In order to evaluate the production of natural and modified nucleosides by the use of the combined action of PPM and NPs, a general chemoenzymatic approach for the preparation of furanose 5-phosphates starting from ribose, arabinose and 2-deoxyribose was developed1. A recombinant PPM was obtained and to determine the better conditions for the catalyzed reaction, the dependence of enzyme activity and reaction yield on pH, temperature, glucose 1,6-diphosphate, mercaptoethanol and phosphate concentrations was studied. For this purpose, the conversion of ribose 5-phosphate to adenosine, catalyzed by PPM and commercial PNP, was selected as the model system.
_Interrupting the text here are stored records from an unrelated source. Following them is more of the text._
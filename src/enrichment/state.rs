//! Enrichment progress derived from an article's stored fields
use crate::storage::Article;
use serde::{Deserialize, Serialize};

/// How far enrichment has progressed for an article
#[derive(Debug, Clone, Copy, PartialEq, Eq, Serialize, Deserialize)]
#[serde(rename_all = "snake_case")]
pub enum EnrichmentState {
    Pending,
    Tagged,
    Summarized,
    Embedded,
}

impl EnrichmentState {
    /// Derive the state of an article, by the earliest stage still outstanding
    pub fn of(article: &Article) -> Self {
        if needs_tags(article) {
            EnrichmentState::Pending
        } else if needs_summary(article) {
            EnrichmentState::Tagged
        } else if needs_embedding(article) {
            EnrichmentState::Summarized
        } else {
            EnrichmentState::Embedded
        }
    }
}

/// Tags were never generated, or generation produced none
pub fn needs_tags(article: &Article) -> bool {
    article.tags.as_ref().map_or(true, |tags| tags.is_empty())
}

pub fn needs_summary(article: &Article) -> bool {
    article
        .summary
        .as_deref()
        .map_or(true, |summary| summary.trim().is_empty())
}

pub fn needs_embedding(article: &Article) -> bool {
    !article.embedded
}

/// Whether the administrative sweep should re-enqueue an article
///
/// Embedding state is deliberately not considered; see `ArticleService::reprocess`.
pub fn needs_sweep(article: &Article) -> bool {
    needs_tags(article) || needs_summary(article)
}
Over expressed PPM was further tested coupled to two different commercial NPs, PNP and TP, and a set of natural and modified nucleosides were obtained. An interesting example was the synthesis of Ribavirine (Virazole) from ribose 5-phosphate and 1,2,4-triazole-3-carboxamide. The reaction proceeded quantitatively and with high activity in 1.5 h. As mentioned above, the poor solubility of guanine is a limitation to carry out microbial transglycosylation2. To solve this, guanosine was used as the base source to obtain 2’-deoxyguanosine (dG), since it has higher solubility than guanine. In spite of the increase of dG productivity, the purification was difficult due to the presence of uridine, obtained as by-product. Moreover, non-natural guanosine analogues like arabinoguanosine (AraG), cannot be prepared by this methodology because long reaction times were required and the half-life time of guanosine in the media is very short. Then, microbial transglycosylation was coupled with ADA in order to obtain this kind of compounds. The last reaction was carried out by whole cells of Arthrobacter oxydans instead of isolated ADA from mammalian sources as usually. This bacteria, selected from our cell collection, showed high ADA activity and was explored as biocatalyst for the preparation of some inosine and guanosine derivatives from the corresponding adenine and 2-amino-6-substituted purine analogues. The reaction times must be rigorously controlled since the products are probably substrates of their endogenous PNP. In particular, purine arabinosides as well as purine dideoxynucleosides are poor substrates of the Arthrobacter oxydans PNP and consequently, using this tool, 9-b-D-arabinofuranosyl guanine (AraG) was obtained in high yield.